Reinforcement Learning¶

Quick start¶

We've provided a minimal script that runs RL on the GSM8K dataset: rl_basic.py:

python -m logits_cookbook.recipes.rl_basic

This script fine-tunes Qwen3-8B on GSM8K math problems with the reward function:

\[ 1[\text{answer is correct}] + 0.1 \times (1[\text{answer is formatted correctly}] - 1) \]
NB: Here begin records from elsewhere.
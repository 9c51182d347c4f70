//! Shared fixtures for commission integration tests

#![allow(dead_code)]

use std::sync::Arc;

use chrono::{DateTime, Duration, TimeZone, Utc};
use commission_engine::*;
use rust_decimal::Decimal;
use uuid::Uuid;

/// In-memory world with users, shops, payments and referrals.
pub struct Fixture {
    pub store: InMemoryCommissionStore,
}

impl Fixture {
    pub fn new() -> Self {
        Self {
            store: InMemoryCommissionStore::new(),
        }
    }

    pub fn dyn_store(&self) -> Arc<dyn CommissionStore> {
        Arc::new(self.store.clone())
    }

    pub fn sweep(&self) -> ReconciliationSweep {
        let store = self.dyn_store();
        ReconciliationSweep::new(
            store.clone(),
            HierarchyResolver::new(store.clone()),
            CommissionLedger::new(store),
            SweepConfig::default(),
        )
    }

    pub fn ledger(&self) -> CommissionLedger {
        CommissionLedger::new(self.dyn_store())
    }

    pub fn aggregator(&self) -> CommissionAggregator {
        CommissionAggregator::new(self.dyn_store(), ExportConfig::default())
    }

    pub async fn user(&self, name: &str, role: UserRole) -> Uuid {
        let user_id = Uuid::new_v4();
        self.store
            .add_user(User {
                user_id,
                name: name.to_string(),
                role,
            })
            .await;
        user_id
    }

    pub async fn shop(&self, name: &str, agent: Option<Uuid>, operator: Option<Uuid>) -> Uuid {
        let shop_id = Uuid::new_v4();
        self.store
            .add_shop(Shop {
                shop_id,
                name: name.to_string(),
                category: Some("Food & Drink".to_string()),
                agent_id: agent,
                operator_id: operator,
            })
            .await;
        shop_id
    }

    pub async fn payment(&self, shop_id: Uuid, amount: Decimal) -> Uuid {
        self.payment_at(shop_id, amount, Utc::now()).await
    }

    pub async fn payment_at(&self, shop_id: Uuid, amount: Decimal, at: DateTime<Utc>) -> Uuid {
        let payment_id = Uuid::new_v4();
        self.store
            .add_payment(Payment {
                payment_id,
                shop_id,
                amount,
                status: PaymentStatus::Success,
                created_at: at,
            })
            .await;
        payment_id
    }

    /// Approved referral created `age_days` ago.
    pub async fn approve(&self, agent: Uuid, operator: Uuid, age_days: i64) -> Uuid {
        let request_id = Uuid::new_v4();
        self.store
            .add_referral(ReferralRequest {
                request_id,
                operator_id: operator,
                agent_id: agent,
                status: ReferralStatus::Approved,
                created_at: Utc::now() - Duration::days(age_days),
            })
            .await;
        request_id
    }

    pub async fn commission(&self, payment_id: Uuid) -> Commission {
        self.store
            .find_commission(payment_id)
            .await
            .unwrap()
            .expect("commission should exist")
    }
}

pub fn amount(v: i64) -> Decimal {
    Decimal::from(v)
}

pub fn date(y: i32, m: u32, d: u32) -> DateTime<Utc> {
    Utc.with_ymd_and_hms(y, m, d, 12, 0, 0).unwrap()
}
//! The table orchestrator: drives a whole run end-to-end.
//!
//! For each selected table: resolve the effective primary key, mirror the
//! structure if the destination lacks it, bootstrap the ledger entry,
//! select a strategy, compute the delta, and apply it transactionally,
//! emitting progress events throughout.
//!
//! Scheduling follows the foreign-key DAG: base structures are created in
//! dependency order with every FK deferred to the end, and data flows
//! referenced-before-referencer. Independent tables within one level may
//! run in parallel, each worker on its own connection pair, bounded by
//! `max_parallel_tables`.
//!
//! Errors are scoped to a single table: record to the ledger, emit
//! `TableFailed`, continue. Only a run-level connection failure aborts
//! everything. Cancellation stops further scheduling; the in-flight table
//! rolls back and committed tables keep their ledger entries.

use crate::apply::BatchApplier;
use crate::catalog::{CatalogReader, TableSchema};
use crate::client::{ClientProvider, SqlServerClient};
use crate::config::{SyncOptions, TableSyncConfig};
use crate::ddl;
use crate::delta::DeltaComputer;
use crate::error::Error;
use crate::event::{CancelFlag, EventSender, RunSummary, SyncEvent};
use crate::ledger::{Ledger, SyncCounters};
use crate::strategy;
use crate::types::TableRef;
use crate::Result;
use std::collections::HashMap;
use std::sync::Arc;
use tokio::sync::mpsc;
use tokio::sync::Semaphore;
use tokio::task::JoinSet;
use tracing::{debug, error, info, warn};

/// Lifecycle of one table within a run.
#[derive(Debug, Clone, Copy, PartialEq, Eq)]
pub enum TableState {
    /// Not yet processed
    Pending,
    /// Destination structure verified or created
    SchemaReady,
    /// Ledger entry exists and the run was recorded as started
    LedgerReady,
    /// Delta computed, writes in flight
    Applying,
    /// Converged and committed
    Done,
    /// Failed or rolled back by cancellation
    Failed,
}

/// Outcome of one table after events and ledger bookkeeping.
enum TableOutcome {
    Ok,
    Failed,
    Canceled,
}

/// Drives synchronization runs.
pub struct SyncRunner {
    options: SyncOptions,
    provider: Arc<dyn ClientProvider>,
    cancel: CancelFlag,
    events: EventSender,
    event_rx: Option<mpsc::Receiver<SyncEvent>>,
}
//! Change-detection strategy selection.
//!
//! Per table: rowversion delta when the source has a rowversion column,
//! paired row-hash comparison otherwise. A rowversion table with no stored
//! high-water mark runs the same mechanism from the zero stamp, which
//! processes every row exactly like a first full sync.

use crate::catalog::TableSchema;
use crate::ledger::{LedgerEntry, LedgerStrategy};
use crate::types::RowVersion;
use serde::Serialize;

/// The selected strategy, with everything the delta computer needs.
#[derive(Debug, Clone, PartialEq, Eq)]
pub enum ChangeStrategy {
    /// Incremental scan of rows whose rowversion exceeds the high-water mark.
    RowVersion {
        /// The source table's rowversion column
        column: String,
        /// Stamp below which rows are known synchronized
        high_water: RowVersion,
        /// True when no stored mark existed (first run; all rows processed)
        initial: bool,
    },
    /// Full paired scan comparing server-computed row hashes.
    Hash,
}

impl ChangeStrategy {
    /// Classification for events and logs.
    pub fn kind(&self) -> StrategyKind {
        match self {
            Self::RowVersion { initial: false, .. } => StrategyKind::RowVersion,
            Self::RowVersion { initial: true, .. } => StrategyKind::RowVersionInitial,
            Self::Hash => StrategyKind::Hash,
        }
    }

    /// Label persisted to the ledger for this strategy.
    pub fn ledger_label(&self) -> LedgerStrategy {
        match self {
            // An initial run records INITIAL until it succeeds; success
            // flips the entry to ROWVERSION with a real high-water mark.
            Self::RowVersion { initial: true, .. } => LedgerStrategy::Initial,
            Self::RowVersion { initial: false, .. } => LedgerStrategy::RowVersion,
            Self::Hash => LedgerStrategy::Hash,
        }
    }

    /// Label recorded on success (an initial rowversion run graduates).
    pub fn success_label(&self) -> LedgerStrategy {
        match self {
            Self::RowVersion { .. } => LedgerStrategy::RowVersion,
            Self::Hash => LedgerStrategy::Hash,
        }
    }

    /// The rowversion column, when the strategy uses one.
    pub fn rowversion_column(&self) -> Option<&str> {
        match self {
            Self::RowVersion { column, .. } => Some(column),
            Self::Hash => None,
        }
    }
}

/// Strategy classification carried in progress events.
#[derive(Debug, Clone, Copy, PartialEq, Eq, Serialize)]
pub enum StrategyKind {
    /// Rowversion delta from a stored high-water mark
    RowVersion,
    /// Rowversion delta from the zero stamp (first run)
    RowVersionInitial,
    /// Full paired hash comparison
    Hash,
}

impl std::fmt::Display for StrategyKind {
    fn fmt(&self, f: &mut std::fmt::Formatter<'_>) -> std::fmt::Result {
        match self {
            Self::RowVersion => f.write_str("rowversion"),
            Self::RowVersionInitial => f.write_str("rowversion-initial"),
            Self::Hash => f.write_str("hash"),
        }
    }
}

/// Select the strategy for one table.
///
/// ROWVERSION needs both a rowversion column at the source and a stored
/// high-water mark recorded against the *same* column name; a renamed or
/// recreated rowversion column falls back to the initial scan.
pub fn select(schema: &TableSchema, ledger: Option<&LedgerEntry>) -> ChangeStrategy {
    let Some(rv_column) = schema.rowversion_column() else {
        return ChangeStrategy::Hash;
    };

    let stored = ledger.and_then(|entry| {
        let same_column = entry
            .rowversion_column
            .as_deref()
            .map(|c| c.eq_ignore_ascii_case(&rv_column.name))
            .unwrap_or(false);
        if same_column {
            entry.last_rowversion_synced
        } else {
            None
        }
    });

    match stored {
        Some(high_water) => ChangeStrategy::RowVersion {
            column: rv_column.name.clone(),
            high_water,
            initial: false,
        },
        None => ChangeStrategy::RowVersion {
            column: rv_column.name.clone(),
            high_water: RowVersion::ZERO,
            initial: true,
        },
    }
}

#[cfg(test)]
mod tests {
    use super::*;
    use crate::catalog::{ColumnDesc, ColumnKind};
    use crate::ledger::SyncStatus;
    use crate::types::TableRef;

    fn schema(with_rowversion: bool) -> TableSchema {
        let mut columns = vec![ColumnDesc {
            ordinal: 1,
            name: "Id".into(),
            type_name: "int".into(),
            max_length: 4,
            precision: 10,
            scale: 0,
            nullable: false,
            collation: None,
            is_rowguid: false,
            kind: ColumnKind::Regular,
        }];
        if with_rowversion {
            columns.push(ColumnDesc {
                ordinal: 2,
                name: "RV".into(),
                type_name: "timestamp".into(),
                max_length: 8,
                precision: 0,
                scale: 0,
                nullable: false,
                collation: None,
                is_rowguid: false,
                kind: ColumnKind::RowVersion,
            });
        }
        TableSchema {
            table: TableRef::new("dbo", "Customer"),
            columns,
            primary_key: None,
            unique_constraints: vec![],
            indexes: vec![],
            foreign_keys: vec![],
            check_constraints: vec![],
            default_constraints: vec![],
            triggers: vec![],
        }
    }

    fn entry(rv_column: Option<&str>, high_water: Option<RowVersion>) -> LedgerEntry {
        LedgerEntry {
            table: TableRef::new("dbo", "Customer"),
            primary_key_columns: vec!["Id".into()],
            pk_auto_detected: true,
            where_clause: None,
            strategy: Some(LedgerStrategy::RowVersion),
            rowversion_column: rv_column.map(str::to_owned),
            last_rowversion_synced: high_water,
            last_hash_synced: None,
            last_sync_date: None,
            last_sync_status: Some(SyncStatus::Ok),
            records_inserted: 0,
            records_updated: 0,
            records_deleted: 0,
            last_error_message: None,
            last_error_date: None,
            created_date: None,
            modified_date: None,
        }
    }

    #[test]
    fn test_hash_without_rowversion_column() {
        let strategy = select(&schema(false), None);
        assert_eq!(strategy, ChangeStrategy::Hash);
        assert_eq!(strategy.kind(), StrategyKind::Hash);
        assert_eq!(strategy.ledger_label(), LedgerStrategy::Hash);
        assert!(strategy.rowversion_column().is_none());
    }

    #[test]
    fn test_rowversion_with_stored_mark() {
        let hw = RowVersion::new([0, 0, 0, 0, 0, 0, 0, 42]);
        let entry = entry(Some("RV"), Some(hw));
        let strategy = select(&schema(true), Some(&entry));

        assert_eq!(
            strategy,
            ChangeStrategy::RowVersion {
                column: "RV".into(),
                high_water: hw,
                initial: false,
            }
        );
        assert_eq!(strategy.kind(), StrategyKind::RowVersion);
        assert_eq!(strategy.ledger_label(), LedgerStrategy::RowVersion);
    }

    #[test]
    fn test_rowversion_initial_without_ledger() {
        let strategy = select(&schema(true), None);
        assert_eq!(
            strategy,
            ChangeStrategy::RowVersion {
                column: "RV".into(),
                high_water: RowVersion::ZERO,
                initial: true,
            }
        );
        assert_eq!(strategy.kind(), StrategyKind::RowVersionInitial);
        assert_eq!(strategy.ledger_label(), LedgerStrategy::Initial);
        // Success graduates the entry
        assert_eq!(strategy.success_label(), LedgerStrategy::RowVersion);
    }

    #[test]
    fn test_rowversion_initial_when_mark_missing() {
        let entry = entry(Some("RV"), None);
        let strategy = select(&schema(true), Some(&entry));
        assert_eq!(strategy.kind(), StrategyKind::RowVersionInitial);
    }

    #[test]
    fn test_rowversion_initial_when_column_renamed() {
        // Stored mark belongs to a column that no longer exists
        let entry = entry(Some("OldRV"), Some(RowVersion::new([0; 8])));
        let strategy = select(&schema(true), Some(&entry));
        assert_eq!(strategy.kind(), StrategyKind::RowVersionInitial);
    }

    #[test]
    fn test_rowversion_column_name_case_insensitive() {
        let hw = RowVersion::new([0, 0, 0, 0, 0, 0, 1, 0]);
        let entry = entry(Some("rv"), Some(hw));
        let strategy = select(&schema(true), Some(&entry));
        assert_eq!(strategy.kind(), StrategyKind::RowVersion);
    }

    #[test]
    fn test_kind_display() {
        assert_eq!(StrategyKind::RowVersion.to_string(), "rowversion");
        assert_eq!(
            StrategyKind::RowVersionInitial.to_string(),
            "rowversion-initial"
        );
        assert_eq!(StrategyKind::Hash.to_string(), "hash");
    }
}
Training takes about 1 minute per iteration and reaches ~63% accuracy after 15 iterations.

Key metrics to watch¶

env/all/correct — fraction of correct answers
env/all/format — fraction of correctly formatted completions
env/all/reward/total — mean total reward
entropy — per-token entropy
ac_tokens_per_turn — mean tokens generated per turn
kl_sample_train_{v1,v2} — KL divergence estimators

Minimal training loop¶

For a self-contained example without the environment abstractions, see rl_loop.py:

python -m logits_cookbook.recipes.rl_loop

Results are written to /tmp/logits-examples/rl-loop. Plot the reward curve:

df = pandas.read_json("/tmp/logits-examples/rl-loop/metrics.jsonl", lines=True)
plt.plot(df["reward/total"], label="reward/total")
plt.legend()
plt.show()

Training outputs¶

Each RL training run writes files to log_path:

File	Format	Contents
`metrics.jsonl`	JSONL	One JSON object per iteration with all scalar metrics
`config.json`	JSON	Serialized training config
`checkpoints.jsonl`	JSONL	Checkpoint metadata for resume
`train_iteration_NNNNNN.html`	HTML	Human-readable rollout report
`train_iteration_NNNNNN_logtree.json`	JSON	Machine-readable rollout trace
`train_iteration_NNNNNN_rollout_summaries.jsonl`	JSONL	Per-trajectory rewards and metrics
`eval_<name>_iteration_NNNNNN.*`	HTML/JSON/JSONL	Same as above, for eval rollouts

Parsing `metrics.jsonl`¶

df = pd.read_json("path/to/metrics.jsonl", lines=True)
df.plot(x="progress/batch", y="env/all/reward/total")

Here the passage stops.